__Work order__.
Report the lines of the data below that contain the string "NodeData".

[Extracted data entries]

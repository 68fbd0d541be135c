//! Markup minification.
//!
//! Three passes over the arena:
//! 1. mark subtrees holding visible text (post-order),
//! 2. rebuild a clean tree, dropping non-content subtrees, unwrapping unknown elements and
//!    stripping attributes,
//! 3. trim whitespace at block boundaries and collapse `<br>` runs.
//!
//! The output is parsed and minified again until it no longer changes.
use log::debug;

use crate::budget::Budget;
use crate::dom::{is_block, Document, Edge, Element, NodeData, NodeId};
use crate::error::Skip;
use crate::minify::encoding;
use crate::types::{MinifiedPage, RawCapture};

/// Elements removed together with their whole subtree.
const DROPPED: &[&str] = &[
    "applet", "area", "audio", "button", "canvas", "col", "colgroup", "datalist", "embed",
    "frame", "frameset", "head", "iframe", "img", "input", "link", "map", "math", "meta",
    "noscript", "object", "optgroup", "option", "param", "picture", "script", "select",
    "source", "style", "svg", "template", "textarea", "title", "track", "video",
];

/// Elements kept as-is (minus attributes). Anything else is unwrapped.
///
/// `address`, `dir`, `fieldset`, `form`, `menu`... bound the list items, definitions
/// and headings nested in them: once unwrapped, a re-parse would close those early.
const KEPT: &[&str] = &[
    "a", "abbr", "address", "article", "aside", "b", "blockquote", "br", "caption", "center",
    "cite", "code", "dd", "details", "dir", "div", "dl", "dt", "em", "fieldset", "figcaption",
    "figure", "footer", "form", "h1", "h2", "h3", "h4", "h5", "h6", "header", "hgroup", "i",
    "li", "listing", "main", "mark", "marquee", "menu", "nav", "ol", "p", "pre", "q", "search",
    "section", "small", "span", "strong", "sub", "summary", "sup", "table", "tbody", "td",
    "tfoot", "th", "thead", "time", "tr", "u", "ul",
];

/// Microdata attributes, kept on any element.
const MICRODATA_ATTRS: &[&str] = &["itemscope", "itemtype", "itemprop", "content", "datetime"];

/// Default upper bound on body size.
pub const MAX_BODY_BYTES: usize = 5 * 1024 * 1024;

/// Max number of minification rounds on a page.
const MAX_ROUNDS: usize = 3;

/// Minification output.
#[derive(Debug, Clone, PartialEq, Eq)]
pub struct Minified {
    pub page: MinifiedPage,
    /// the body had to be decoded with replacement characters
    pub decode_fallback: bool,
}

pub struct Minifier {
    max_body_bytes: usize,
}

impl Default for Minifier {
    fn default() -> Self {
        Self {
            max_body_bytes: MAX_BODY_BYTES,
        }
    }
}

impl Minifier {
    pub fn new(max_body_bytes: usize) -> Self {
        Self { max_body_bytes }
    }

    /// Minify a single capture.
    pub fn minify(&self, capture: &RawCapture, budget: &Budget) -> Result<Minified, Skip> {
        if !(200..300).contains(&capture.status) {
            return Err(Skip::NotOk(capture.status));
        }

        let content_type = capture.header("content-type");
        if let Some(ct) = content_type {
            if !is_html_content_type(ct) {
                return Err(Skip::NotHtml);
            }
        }

        if capture.body.len() > self.max_body_bytes {
            debug!("{}: body too large ({}B)", capture.url, capture.body.len());
            return Err(Skip::TooLarge);
        }

        let decoded = encoding::decode(&capture.body, content_type);
        if decoded.fallback {
            debug!("{}: decode fallback ({})", capture.url, decoded.encoding);
        }

        let source = Document::parse_bounded(&decoded.text).map_err(|skip| {
            debug!("{}: markup nested too deeply", capture.url);
            skip
        })?;
        budget.check()?;
        let html = minify_document(&source, budget)?;
        Ok(Minified {
            page: MinifiedPage {
                url: capture.url.clone(),
                ip_address: capture.ip_address.clone(),
                lang: declared_lang(&source),
                html,
            },
            decode_fallback: decoded.fallback,
        })
    }
}

fn is_html_content_type(content_type: &str) -> bool {
    let mime = content_type
        .split(';')
        .next()
        .unwrap_or_default()
        .trim()
        .to_ascii_lowercase();
    mime == "text/html" || mime == "application/xhtml+xml" || mime.is_empty()
}

/// `lang` attribute of the `<html>` element.
fn declared_lang(doc: &Document) -> Option<String> {
    doc.descendants(doc.root())
        .filter_map(|id| doc.get(id).element())
        .find(|e| e.name == "html")
        .and_then(|e| e.attr("lang"))
        .map(str::trim)
        .filter(|lang| !lang.is_empty())
        .map(str::to_string)
}

/// Minify an HTML string.
///
/// Fails with [Skip::Empty] when no text survives, and with [Skip::TooLarge]
/// on markup nested too deeply to be parsed in reasonable time.
/// The output is stable: minifying it again yields the same string.
pub fn minify_html(html: &str, budget: &Budget) -> Result<String, Skip> {
    let source = Document::parse_bounded(html)?;
    budget.check()?;
    minify_document(&source, budget)
}

/// Minify a parsed document, then its output, until a round changes nothing.
fn minify_document(source: &Document, budget: &Budget) -> Result<String, Skip> {
    let mut html = minify_once(source, budget)?;
    for _ in 1..MAX_ROUNDS {
        let reparsed = Document::parse_bounded(&html)?;
        budget.check()?;
        let again = minify_once(&reparsed, budget)?;
        if again == html {
            return Ok(html);
        }
        html = again;
    }
    debug!("minified markup still changing after {} rounds", MAX_ROUNDS);
    Ok(html)
}

fn minify_once(source: &Document, budget: &Budget) -> Result<String, Skip> {
    let has_text = mark_text(source, budget)?;
    if !has_text[source.root().index()] {
        return Err(Skip::Empty);
    }
    let mut clean = rebuild(source, &has_text, budget)?;
    trim_whitespace(&mut clean);
    collapse_breaks(&mut clean);
    Ok(clean.to_html())
}

/// Whether an element holds a microdata value in its `content` attribute.
fn has_content_value(e: &Element) -> bool {
    e.attr("itemprop").is_some() && e.attr("content").map_or(false, |c| !c.trim().is_empty())
}

/// Dropped elements, except `<meta itemprop content>`.
fn is_dropped(e: &Element) -> bool {
    DROPPED.contains(&e.name.as_str()) && !(e.name == "meta" && has_content_value(e))
}

/// For each node, whether its subtree holds non-whitespace text that will be kept.
fn mark_text(doc: &Document, budget: &Budget) -> Result<Vec<bool>, Skip> {
    let mut has_text = vec![false; doc.len()];
    for edge in doc.traverse(doc.root()) {
        if let Edge::Close(id) = edge {
            budget.check()?;
            let node = doc.get(id);
            has_text[id.index()] = match &node.data {
                NodeData::Text(t) => t.chars().any(|c| !c.is_whitespace()),
                NodeData::Element(e) if is_dropped(e) => false,
                NodeData::Element(e) if has_content_value(e) => true,
                _ => doc.children(id).any(|c| has_text[c.index()]),
            };
        }
    }
    Ok(has_text)
}

/// Keep the allowed attributes of a kept element.
fn clean_element(source: &Element) -> Element {
    let mut element = Element::new(&source.name);
    for (k, v) in &source.attrs {
        let keep = match k.as_str() {
            "href" => source.name == "a" && !v.trim_start().starts_with("javascript:"),
            "colspan" | "rowspan" => source.name == "td" || source.name == "th",
            other => MICRODATA_ATTRS.contains(&other),
        };
        if keep {
            element.attrs.push((k.clone(), v.clone()));
        }
    }
    // source attribute order is not guaranteed by the parser
    element.attrs.sort();
    element
}

/// Collapse whitespace runs to one space, keeping a leading/trailing one.
fn collapse(text: &str) -> String {
    let mut out = String::with_capacity(text.len());
    let mut previous_space = false;
    for c in text.chars() {
        if c.is_whitespace() {
            if !previous_space {
                out.push(' ');
            }
            previous_space = true;
        } else {
            out.push(c);
            previous_space = false;
        }
    }
    out
}

fn rebuild(source: &Document, has_text: &[bool], budget: &Budget) -> Result<Document, Skip> {
    let mut clean = Document::new();
    let mut parents: Vec<NodeId> = vec![clean.root()];
    let mut skipping: Option<NodeId> = None;

    for edge in source.traverse(source.root()) {
        match (edge, skipping) {
            (Edge::Close(id), Some(skipped)) if id == skipped => skipping = None,
            (_, Some(_)) => (),
            (Edge::Open(id), None) => {
                budget.check()?;
                let top = *parents.last().unwrap_or(&clean.root());
                match &source.get(id).data {
                    NodeData::Root => (),
                    NodeData::Text(t) => {
                        clean.append_text(top, &collapse(t));
                    }
                    NodeData::Element(e) => {
                        let name = e.name.as_str();
                        if name == "br" {
                            // runs are collapsed later, once whitespace is gone
                            clean.append(top, NodeData::Element(Element::new("br")));
                            skipping = Some(id);
                        } else if is_dropped(e) || !has_text[id.index()] {
                            skipping = Some(id);
                        } else if KEPT.contains(&name) || has_content_value(e) {
                            let kept = clean.append(top, NodeData::Element(clean_element(e)));
                            parents.push(kept);
                        } else {
                            parents.push(top);
                        }
                    }
                }
            }
            (Edge::Close(id), None) => {
                if source.get(id).element().is_some() {
                    parents.pop();
                }
            }
        }
    }
    Ok(clean)
}

/// Whether a node acts as a line boundary for whitespace purposes.
fn is_boundary(doc: &Document, id: NodeId) -> bool {
    match &doc.get(id).data {
        NodeData::Root => true,
        NodeData::Element(e) => e.name == "br" || is_block(&e.name),
        NodeData::Text(_) => false,
    }
}

/// Whether the start (or end) of `id` touches a line boundary.
fn touches_boundary(doc: &Document, id: NodeId, start: bool) -> bool {
    let neighbour = if start {
        doc.prev_sibling(id)
    } else {
        doc.next_sibling(id)
    };
    match neighbour {
        Some(n) => is_boundary(doc, n),
        None => doc.parent(id).map_or(true, |p| is_boundary(doc, p)),
    }
}

fn trim_whitespace(doc: &mut Document) {
    let texts: Vec<NodeId> = doc
        .descendants(doc.root())
        .filter(|id| doc.get(*id).text().is_some())
        .collect();

    for id in texts {
        let trim_start = touches_boundary(doc, id, true);
        let trim_end = touches_boundary(doc, id, false);
        let now_empty = match doc.text_mut(id) {
            Some(text) => {
                if trim_end {
                    text.truncate(text.trim_end_matches(' ').len());
                }
                if trim_start {
                    let leading = text.len() - text.trim_start_matches(' ').len();
                    text.drain(..leading);
                }
                text.is_empty()
            }
            None => false,
        };
        if now_empty {
            doc.detach(id);
        }
    }
}

/// Remove `<br>` that are redundant: repeated or next to a line boundary.
fn collapse_breaks(doc: &mut Document) {
    loop {
        let breaks: Vec<NodeId> = doc
            .descendants(doc.root())
            .filter(|id| doc.get(*id).name() == Some("br"))
            .collect();

        let mut changed = false;
        for id in breaks {
            if touches_boundary(doc, id, true) || touches_boundary(doc, id, false) {
                doc.detach(id);
                changed = true;
            }
        }
        if !changed {
            break;
        }
    }
}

__Answer below__.
use crate::dom::{is_block, Document, Edge, Element, NodeData, NodeId};
                NodeData::Text(t) => t.chars().any(|c| !c.is_whitespace()),
                NodeData::Element(e) if is_dropped(e) => false,
                NodeData::Element(e) if has_content_value(e) => true,
                    NodeData::Root => (),
                    NodeData::Text(t) => {
                    NodeData::Element(e) => {
                            clean.append(top, NodeData::Element(Element::new("br")));
                            let kept = clean.append(top, NodeData::Element(clean_element(e)));
        NodeData::Root => true,
        NodeData::Element(e) => e.name == "br" || is_block(&e.name),
        NodeData::Text(_) => false,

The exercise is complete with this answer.